* _What to do_: Up to and including the line with "can be derived", output the records exactly as they appear.

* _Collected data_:
Start of Block

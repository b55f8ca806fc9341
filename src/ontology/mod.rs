use std::collections::HashMap;
use std::ops::BitOr;

use core::fmt::Debug;

use crate::term::{Iter, Term, TermGroup, TermId, TermInternal};
use crate::{PhenoError, PhenoResult};

mod termarena;
use termarena::Arena;

#[cfg_attr(doc, aquamarine::aquamarine)]
/// `Ontology` holds the full phenotype term graph and its alias index
///
/// Terms are connected to each other in a directed `is-a` relationship;
/// every term except the root has at least one parent term. On top of the
/// graph, the `Ontology` maintains the lookup structures to map
/// human-readable names, synonyms and deprecated alternate IDs back to the
/// canonical [`TermId`] of the term they describe.
///
/// The `Ontology` is built once, through the builder methods below, and is
/// treated as immutable afterwards. Subgraphs, term sets and similarity
/// scores all borrow it read-only, so any number of them can be derived
/// concurrently from the same graph. Multiple `Ontology` values (e.g.
/// different ontology releases) can coexist in one process.
///
/// ```mermaid
/// erDiagram
///     ONTOLOGY ||--|{ TERM : contains
///     TERM ||--|{ TERM : is_a
///     TERM {
///         TermId id
///         str name
///         f32 information_content
///     }
///     ONTOLOGY {
///         map names
///         map synonyms
///         map alt_ids
///     }
/// ```
///
/// # Construction
///
/// 1. construct an empty Ontology with [`Ontology::default`]
/// 2. add all terms with [`Ontology::insert_term`]
/// 3. connect terms to their parents with [`Ontology::add_parent`]
/// 4. register synonyms and alternate IDs with [`Ontology::add_synonym`]
///    and [`Ontology::add_alt_id`]
/// 5. cache the ancestor closures with [`Ontology::create_cache`]
/// 6. record the externally computed information content per term with
///    [`Ontology::set_information_content`]
///
/// Parsing of `hp.obo` or annotation files is deliberately not part of this
/// crate; callers bring the graph in whatever way fits their pipeline.
#[derive(Default)]
pub struct Ontology {
    terms: Arena,
    ids: Vec<TermId>,
    names: HashMap<String, TermId>,
    synonyms: HashMap<String, TermId>,
    alt_ids: HashMap<TermId, TermId>,
}

impl Debug for Ontology {
    fn fmt(&self, f: &mut std::fmt::Formatter<'_>) -> std::fmt::Result {
        write!(f, "Ontology with {} terms", self.terms.len())
    }
}

/// Methods for setting up and building the Ontology
impl Ontology {
    /// Adds a term to the ontology and registers its display name
    ///
    /// Inserting the same [`TermId`] twice is a no-op.
    pub fn insert_term(&mut self, id: TermId, name: &str) -> PhenoResult<TermId> {
        if self.terms.get(id).is_some() {
            return Ok(id);
        }
        self.terms.insert(TermInternal::new(id, name));
        self.ids.push(id);
        self.names.insert(name.to_string(), id);
        Ok(id)
    }

    /// Records an `is-a` relationship between `child_id` and `parent_id`
    ///
    /// # Panics
    ///
    /// Panics if either term was not inserted before
    pub fn add_parent(&mut self, parent_id: TermId, child_id: TermId) {
        let parent = self.terms.get_unchecked_mut(parent_id);
        parent.add_child(child_id);

        let child = self.terms.get_unchecked_mut(child_id);
        child.add_parent(parent_id);
    }

    /// Registers a synonym for an existing term
    ///
    /// # Errors
    ///
    /// - [`PhenoError::DoesNotExist`]: The term is not present in the ontology
    pub fn add_synonym(&mut self, id: TermId, synonym: &str) -> PhenoResult<()> {
        if self.terms.get(id).is_none() {
            return Err(PhenoError::DoesNotExist);
        }
        self.synonyms.insert(synonym.to_string(), id);
        Ok(())
    }

    /// Registers a deprecated alternate ID that aliases an existing term
    ///
    /// # Errors
    ///
    /// - [`PhenoError::DoesNotExist`]: The term is not present in the ontology
    pub fn add_alt_id(&mut self, id: TermId, alt_id: TermId) -> PhenoResult<()> {
        if self.terms.get(id).is_none() {
            return Err(PhenoError::DoesNotExist);
        }
        self.alt_ids.insert(alt_id, id);
        Ok(())
    }

    /// Sets the externally computed information content of a term
    ///
    /// # Errors
    ///
    /// - [`PhenoError::DoesNotExist`]: The term is not present in the ontology
    pub fn set_information_content(&mut self, id: TermId, ic: f32) -> PhenoResult<()> {
        let term = self.terms.get_mut(id).ok_or(PhenoError::DoesNotExist)?;
        *term.information_content_mut() = ic;
        Ok(())
    }

    /// Caches the full ancestor closure of every term
    ///
    /// Must be called once after all terms and parent connections are added.
    /// All hierarchy-based operations (subgraphs, subtree filters, ancestor
    /// based similarity) rely on this cache instead of traversing the graph
    /// on every call.
    pub fn create_cache(&mut self) {
        let term_ids = self.ids.clone();

        for id in term_ids {
            self.create_cache_of_grandparents(id);
        }
    }

    fn all_grandparents(&mut self, term_id: TermId) -> &TermGroup {
        // Recursion with interior lookups; split in two scopes to
        // satisfy the borrow checker
        let cached = {
            let term = self.terms.get_unchecked(term_id);
            term.parents_cached()
        };
        if !cached {
            self.create_cache_of_grandparents(term_id);
        }
        let term = self.terms.get_unchecked(term_id);
        term.all_parents()
    }

    fn create_cache_of_grandparents(&mut self, term_id: TermId) {
        let term = self.terms.get_unchecked(term_id);
        let parents = term.parents().clone();
        let mut res = TermGroup::default();
        for parent in &parents {
            let grandparents = self.all_grandparents(parent);
            for gp in grandparents {
                res.insert(gp);
            }
        }
        let term = self.terms.get_unchecked_mut(term_id);
        *term.all_parents_mut() = res.bitor(&parents);
    }
}

/// Public API of the Ontology
impl Ontology {
    /// Returns the number of terms in the ontology
    pub fn len(&self) -> usize {
        self.terms.len()
    }

    /// Returns `true` if the ontology does not contain any terms
    pub fn is_empty(&self) -> bool {
        self.len() == 0
    }

    /// Returns `true` if the canonical [`TermId`] is present in the ontology
    ///
    /// Alternate IDs are not considered, use [`Ontology::resolve`] for those.
    pub fn contains(&self, id: TermId) -> bool {
        self.terms.get(id).is_some()
    }

    /// Returns the [`Term`] with the given [`TermId`], if present
    pub fn term(&self, id: TermId) -> Option<Term<'_>> {
        self.terms.get(id).map(|term| Term::new(self, term))
    }

    /// Returns the display name of a term
    ///
    /// Alternate IDs inherit the name of their canonical term.
    pub fn name_of(&self, id: TermId) -> Option<&str> {
        match self.terms.get(id) {
            Some(term) => Some(term.name()),
            None => self
                .alt_ids
                .get(&id)
                .map(|canonical| self.terms.get_unchecked(*canonical).name()),
        }
    }

    /// Maps a raw token to the canonical [`TermId`] it describes
    ///
    /// The token can be a canonical ID, a deprecated alternate ID, the
    /// display name of a term or one of its synonyms. Tokens that follow
    /// the ID prefix convention are never looked up by name, so a display
    /// name colliding with an ID string cannot shadow a term.
    ///
    /// Returns `None` for tokens unknown to this ontology build. Callers
    /// are expected to drop such tokens rather than fail: upstream
    /// phenotype data routinely contains terms from excluded branches.
    ///
    /// # Examples
    ///
    /// ```
    /// use phenosim::{Ontology, TermId};
    ///
    /// let mut ontology = Ontology::default();
    /// let seizure = TermId::try_from("HP:0001250").unwrap();
    /// ontology.insert_term(seizure, "Seizure").unwrap();
    /// ontology.add_synonym(seizure, "Epileptic seizure").unwrap();
    ///
    /// assert_eq!(ontology.resolve("HP:0001250"), Some(seizure));
    /// assert_eq!(ontology.resolve("Seizure"), Some(seizure));
    /// assert_eq!(ontology.resolve("Epileptic seizure"), Some(seizure));
    /// assert_eq!(ontology.resolve("Not a phenotype"), None);
    /// ```
    pub fn resolve(&self, token: &str) -> Option<TermId> {
        if TermId::looks_like_id(token) {
            let id = TermId::try_from(token).ok()?;
            if self.contains(id) {
                return Some(id);
            }
            return self.alt_ids.get(&id).copied();
        }
        self.names
            .get(token)
            .or_else(|| self.synonyms.get(token))
            .copied()
    }

    /// Returns all descendants of a term, excluding the term itself
    ///
    /// The traversal follows the `is-a` edges in the forward direction,
    /// from parent to child.
    pub fn descendants_of(&self, id: TermId) -> TermGroup {
        let mut res = TermGroup::new();
        let mut stack = vec![id];
        while let Some(current) = stack.pop() {
            let Some(term) = self.terms.get(current) else {
                continue;
            };
            for child in term.children() {
                if res.insert(child) {
                    stack.push(child);
                }
            }
        }
        res
    }

    /// Returns an iterator over all [`Term`]s of the ontology
    pub fn terms(&self) -> OntologyIterator<'_> {
        OntologyIterator {
            inner: self.ids.iter(),
            ontology: self,
        }
    }

    pub(crate) fn get(&self, id: TermId) -> Option<&TermInternal> {
        self.terms.get(id)
    }

    pub(crate) fn get_unchecked(&self, id: TermId) -> &TermInternal {
        self.terms.get_unchecked(id)
    }

    pub(crate) fn iter_group<'a>(&'a self, group: &'a TermGroup) -> Iter<'a> {
        Iter::new(group.iter(), self)
    }
}

/// Iterates over every [`Term`] of the [`Ontology`] in insertion order
pub struct OntologyIterator<'a> {
    inner: std::slice::Iter<'a, TermId>,
    ontology: &'a Ontology,
}

impl<'a> Iterator for OntologyIterator<'a> {
    type Item = Term<'a>;
    fn next(&mut self) -> Option<Self::Item> {
        self.inner
            .next()
            .map(|id| Term::new(self.ontology, self.ontology.get_unchecked(*id)))
    }
}

impl<'a> IntoIterator for &'a Ontology {
    type Item = Term<'a>;
    type IntoIter = OntologyIterator<'a>;

    fn into_iter(self) -> Self::IntoIter {
        self.terms()
    }
}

End of Block

* _Task result_:
repository b55f8ca806fc9341
filename src/ontology/mod.rs
use std::collections::HashMap;
use std::ops::BitOr;

use core::fmt::Debug;

use crate::term::{Iter, Term, TermGroup, TermId, TermInternal};
use crate::{PhenoError, PhenoResult};

mod termarena;
use termarena::Arena;

#[cfg_attr(doc, aquamarine::aquamarine)]
/// `Ontology` holds the full phenotype term graph and its alias index
///
/// Terms are connected to each other in a directed `is-a` relationship;
/// every term except the root has at least one parent term. On top of the
/// graph, the `Ontology` maintains the lookup structures to map
/// human-readable names, synonyms and deprecated alternate IDs back to the
/// canonical [`TermId`] of the term they describe.
///
/// The `Ontology` is built once, through the builder methods below, and is
/// treated as immutable afterwards. Subgraphs, term sets and similarity
/// scores all borrow it read-only, so any number of them can be derived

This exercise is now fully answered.